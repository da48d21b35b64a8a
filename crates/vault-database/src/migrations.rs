//! Database migrations.
//!
//! Migrations are applied in order by the worker right after the connection
//! is opened and tracked in the `migrations` table. Each one runs in its own
//! transaction.

use crate::{DatabaseError, DatabaseResult};
use rusqlite::Connection;
use tracing::{debug, info};

/// Current schema version.
pub const CURRENT_VERSION: i32 = 2;

type Migration = fn(&Connection) -> rusqlite::Result<()>;

const MIGRATIONS: &[(i32, &str, Migration)] = &[
    (1, "initial_schema", migrate_v1_initial_schema),
    (2, "audit_triggers", migrate_v2_audit_triggers),
];

/// Run all pending migrations.
pub fn run_migrations(conn: &Connection) -> DatabaseResult<()> {
    conn.execute(
        "CREATE TABLE IF NOT EXISTS migrations (
            version INTEGER PRIMARY KEY,
            name TEXT NOT NULL,
            applied_at TEXT NOT NULL DEFAULT (datetime('now'))
        )",
        [],
    )
    .map_err(migration_error)?;

    let current_version = schema_version(conn)?;
    if current_version > CURRENT_VERSION {
        return Err(DatabaseError::Migration(format!(
            "database schema v{current_version} is newer than supported v{CURRENT_VERSION}"
        )));
    }

    debug!(current_version, target_version = CURRENT_VERSION, "Checking migrations");

    for (version, name, migrate) in MIGRATIONS {
        if *version <= current_version {
            continue;
        }
        info!(version, name, "Applying migration");

        let tx = conn.unchecked_transaction().map_err(migration_error)?;
        migrate(&tx).map_err(migration_error)?;
        tx.execute(
            "INSERT INTO migrations (version, name) VALUES (?1, ?2)",
            rusqlite::params![version, name],
        )
        .map_err(migration_error)?;
        tx.commit().map_err(migration_error)?;
    }

    Ok(())
}

/// Highest applied migration, 0 for a fresh file.
pub fn schema_version(conn: &Connection) -> DatabaseResult<i32> {
    conn.query_row(
        "SELECT COALESCE(MAX(version), 0) FROM migrations",
        [],
        |row| row.get(0),
    )
    .map_err(migration_error)
}

fn migration_error(e: rusqlite::Error) -> DatabaseError {
    DatabaseError::Migration(e.to_string())
}

/// V1: workspaces, content-addressed files, preferences, instructions, audit log.
fn migrate_v1_initial_schema(conn: &Connection) -> rusqlite::Result<()> {
    conn.execute_batch(
        "
        CREATE TABLE IF NOT EXISTS workspaces (
            id TEXT PRIMARY KEY,
            name TEXT NOT NULL UNIQUE,
            folder_path TEXT,
            state TEXT NOT NULL DEFAULT '{}',
            created_at TEXT NOT NULL,
            updated_at TEXT NOT NULL,
            last_accessed TEXT NOT NULL
        );

        CREATE INDEX IF NOT EXISTS idx_workspaces_last_accessed
            ON workspaces(last_accessed);
        CREATE INDEX IF NOT EXISTS idx_workspaces_folder_path
            ON workspaces(folder_path);

        CREATE TABLE IF NOT EXISTS file_contents (
            hash TEXT PRIMARY KEY,
            compressed_content BLOB NOT NULL,
            original_size INTEGER NOT NULL,
            compressed_size INTEGER NOT NULL,
            compression_ratio REAL NOT NULL,
            created_at TEXT NOT NULL DEFAULT (datetime('now'))
        );

        CREATE TABLE IF NOT EXISTS files (
            workspace_id TEXT NOT NULL REFERENCES workspaces(id) ON DELETE CASCADE,
            path TEXT NOT NULL,
            size INTEGER NOT NULL,
            is_binary INTEGER NOT NULL DEFAULT 0,
            token_count INTEGER,
            content_hash TEXT NOT NULL REFERENCES file_contents(hash),
            updated_at TEXT NOT NULL,
            PRIMARY KEY (workspace_id, path)
        );

        CREATE INDEX IF NOT EXISTS idx_files_content_hash
            ON files(content_hash);

        CREATE TABLE IF NOT EXISTS preferences (
            key TEXT PRIMARY KEY,
            value TEXT NOT NULL,
            encrypted INTEGER NOT NULL DEFAULT 0 CHECK (encrypted IN (0, 1)),
            updated_at TEXT NOT NULL
        );

        CREATE TABLE IF NOT EXISTS instructions (
            id TEXT PRIMARY KEY,
            name TEXT NOT NULL,
            content TEXT NOT NULL,
            created_at TEXT NOT NULL,
            updated_at TEXT NOT NULL
        );

        CREATE TABLE IF NOT EXISTS audit_log (
            id INTEGER PRIMARY KEY AUTOINCREMENT,
            operation TEXT NOT NULL CHECK (operation IN ('INSERT', 'UPDATE', 'DELETE')),
            table_name TEXT NOT NULL,
            record_id TEXT NOT NULL,
            timestamp TEXT NOT NULL DEFAULT (strftime('%Y-%m-%dT%H:%M:%fZ', 'now'))
        );

        CREATE INDEX IF NOT EXISTS idx_audit_log_record
            ON audit_log(table_name, record_id);
        ",
    )
}

/// V2: audit rows are written by triggers, inside the mutating statement's transaction.
fn migrate_v2_audit_triggers(conn: &Connection) -> rusqlite::Result<()> {
    for (table, id_column) in [
        ("workspaces", "id"),
        ("preferences", "key"),
        ("instructions", "id"),
    ] {
        for (operation, row) in [("INSERT", "NEW"), ("UPDATE", "NEW"), ("DELETE", "OLD")] {
            let trigger = format!(
                "CREATE TRIGGER IF NOT EXISTS audit_{table}_{op}
                 AFTER {operation} ON {table}
                 BEGIN
                     INSERT INTO audit_log (operation, table_name, record_id)
                     VALUES ('{operation}', '{table}', {row}.{id_column});
                 END;",
                op = operation.to_lowercase(),
            );
            conn.execute_batch(&trigger)?;
        }
    }
    Ok(())
}

#[cfg(test)]
mod tests {
    use super::*;

    fn migrated() -> Connection {
        let conn = Connection::open_in_memory().unwrap();
        conn.execute_batch("PRAGMA foreign_keys = ON;").unwrap();
        run_migrations(&conn).unwrap();
        conn
    }

    fn count(conn: &Connection, sql: &str) -> i64 {
        conn.query_row(sql, [], |row| row.get(0)).unwrap()
    }

    #[test]
    fn test_migrations_run_successfully() {
        let conn = migrated();
        assert_eq!(schema_version(&conn).unwrap(), CURRENT_VERSION);

        for table in [
            "workspaces",
            "files",
            "file_contents",
            "preferences",
            "instructions",
            "audit_log",
        ] {
            let exists = count(
                &conn,
                &format!(
                    "SELECT COUNT(*) FROM sqlite_master WHERE type = 'table' AND name = '{table}'"
                ),
            );
            assert_eq!(exists, 1, "missing table {table}");
        }
    }

    #[test]
    fn test_migrations_are_idempotent() {
        let conn = migrated();
        run_migrations(&conn).unwrap();
        run_migrations(&conn).unwrap();
        assert_eq!(count(&conn, "SELECT COUNT(*) FROM migrations"), 2);
    }

    #[test]
    fn test_triggers_write_audit_rows() {
        let conn = migrated();
        conn.execute_batch(
            "INSERT INTO workspaces (id, name, created_at, updated_at, last_accessed)
                 VALUES ('w1', 'alpha', 't', 't', 't');
             UPDATE workspaces SET name = 'beta' WHERE id = 'w1';
             DELETE FROM workspaces WHERE id = 'w1';
             INSERT INTO preferences (key, value, updated_at) VALUES ('theme', '\"dark\"', 't');",
        )
        .unwrap();

        let ops: Vec<String> = conn
            .prepare("SELECT operation || ':' || table_name || ':' || record_id FROM audit_log ORDER BY id")
            .unwrap()
            .query_map([], |row| row.get(0))
            .unwrap()
            .collect::<Result<_, _>>()
            .unwrap();
        assert_eq!(
            ops,
            vec![
                "INSERT:workspaces:w1",
                "UPDATE:workspaces:w1",
                "DELETE:workspaces:w1",
                "INSERT:preferences:theme",
            ]
        );
    }

    #[test]
    fn test_files_cascade_with_workspace() {
        let conn = migrated();
        conn.execute_batch(
            "INSERT INTO workspaces (id, name, created_at, updated_at, last_accessed)
                 VALUES ('w1', 'alpha', 't', 't', 't');
             INSERT INTO file_contents (hash, compressed_content, original_size, compressed_size, compression_ratio)
                 VALUES ('h', x'00', 1, 1, 1.0);
             INSERT INTO files (workspace_id, path, size, content_hash, updated_at)
                 VALUES ('w1', '/a.ts', 1, 'h', 't');
             DELETE FROM workspaces WHERE id = 'w1';",
        )
        .unwrap();
        assert_eq!(count(&conn, "SELECT COUNT(*) FROM files"), 0);
    }

    #[test]
    fn test_newer_schema_is_rejected() {
        let conn = migrated();
        conn.execute("INSERT INTO migrations (version, name) VALUES (99, 'future')", [])
            .unwrap();
        assert!(matches!(run_migrations(&conn), Err(DatabaseError::Migration(_))));
    }
}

What is needed.
Select the lines from the entries that include the word "VALUES".

Solution to the exercise.
            "INSERT INTO migrations (version, name) VALUES (?1, ?2)",
                     VALUES ('{operation}', '{table}', {row}.{id_column});
                 VALUES ('w1', 'alpha', 't', 't', 't');
             INSERT INTO preferences (key, value, updated_at) VALUES ('theme', '\"dark\"', 't');",
                 VALUES ('w1', 'alpha', 't', 't', 't');
                 VALUES ('h', x'00', 1, 1, 1.0);
                 VALUES ('w1', '/a.ts', 1, 'h', 't');
        conn.execute("INSERT INTO migrations (version, name) VALUES (99, 'future')", [])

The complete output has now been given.